Ce qui m’étonne c’est qu’Yves Klein (né en 1928) n’a pas hésité à suivre les monochromes d’Alphonse Allais, (mort en 1905) et son carré blanc intitulé "Communion de jeunes filles chlorotiques par un temps de neige" exposé rue Vivienne chez Jules Lévy en 1883 dans le cadre d’une exposition des ARTS INCOHERENTS.
Pierre Soulages ne peut pas l’ignorer non plus.
Pour Paucard, la Collaboration a joué un rôle en faveur de l’AC. Puisque Pétain avait des goûts classiques, aimer le classicisme c’était être pétainiste. Pourquoi pas puisque Belmondo aurait cessé d’avoir du talent après avoir accepté une invitation d’Arno Breker.
Le prix de la ferraille
Que chacun s’exerce à barbouiller, étaler, installer, dérouler (du barbelé) pourquoi pas ? S’il trouve des clients qui, au lieu d’acheter de l’emprunt russe préfèrent collectionner de l’AC, il n’y a rien à redire. Ca devient discutable lorsque des élus, maires, conseillers généraux ou régionaux tentent d’avoir l’air "in" en claquant l’argent du contribuable . Les palmiers en métal du côté de la poterne des peupliers à Paris ? soit ! dit Paucard," mais au prix de la ferraille car l’AC est hors de prix !"
Les élus emploient parfois la manière forte. A Bruges, les "responsables culturels" ont installé un parallélépipède de dix mètres sur trois en verre et métal au milieu d’une place. Les habitants en colère y inscrivent des graffitis vengeurs. Réponse du ministre de la culture d’alors (car il ne doit plus être ministre aujourd’hui) : "L’oeuvre était installée pour un an. Pour la peine, nous la maintiendrons trois ans.

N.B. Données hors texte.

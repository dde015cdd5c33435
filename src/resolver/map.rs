//! In-memory resolver backed by a path map.

use std::sync::Arc;

use rustc_hash::FxHashMap;

use super::StoreResolver;
use crate::source::{ByteSource, MemorySource};

/// Serves files held in memory, keyed by logical path.
///
/// Suited to generated content and test fixtures. Contents are stored once
/// as `Arc<[u8]>`; every `open` returns a fresh [`MemorySource`] cursor over
/// those bytes without copying them, so handles never see each other's
/// position.
///
/// # Example
///
/// ```
/// use layered_vfs::resolver::MapResolver;
///
/// let mut files = MapResolver::new();
/// files.insert("config/site.json", r#"{"title":"My Game"}"#);
/// assert!(files.contains_path("config/site.json"));
/// ```
#[derive(Debug, Default, Clone)]
pub struct MapResolver {
    files: FxHashMap<String, Arc<[u8]>>,
}

impl MapResolver {
    /// Create a new empty resolver.
    pub fn new() -> Self {
        Self::default()
    }

    /// Store UTF-8 text under `path`, replacing any previous content.
    pub fn insert(&mut self, path: impl Into<String>, content: impl AsRef<str>) {
        self.insert_bytes(path, content.as_ref().as_bytes());
    }

    /// Store raw bytes under `path`.
    pub fn insert_bytes(&mut self, path: impl Into<String>, content: impl Into<Arc<[u8]>>) {
        self.files.insert(path.into(), content.into());
    }

    /// Whether `path` is stored here.
    pub fn contains_path(&self, path: &str) -> bool {
        self.files.contains_key(path)
    }

    /// Remove a file, returning its content.
    pub fn remove(&mut self, path: &str) -> Option<Arc<[u8]>> {
        self.files.remove(path)
    }

    /// Number of stored files.
    pub fn len(&self) -> usize {
        self.files.len()
    }

    /// `true` when nothing is stored.
    pub fn is_empty(&self) -> bool {
        self.files.is_empty()
    }

    /// Stored paths, in no particular order.
    pub fn paths(&self) -> impl Iterator<Item = &str> {
        self.files.keys().map(String::as_str)
    }
}

impl StoreResolver for MapResolver {
    fn open(&self, path: &str) -> Option<Box<dyn ByteSource>> {
        let data = self.files.get(path)?;
        Some(Box::new(MemorySource::shared(Arc::clone(data))))
    }

    fn contains(&self, path: &str) -> bool {
        self.contains_path(path)
    }
}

Comme je vous le disais, il est risqué de résister. On peut même être puni. C’est pourquoi le petit manuel de Paucard est utile. On regrette simplement qu’il n’ait pas rassemblé (au moins dans une bibliographie) tout ce qui est publié de façon éparse (cf :ART/NON ART d’un numéro spécial de la revue Krisis) pour nous aider à tenir les fumistes à l’écart de l’art.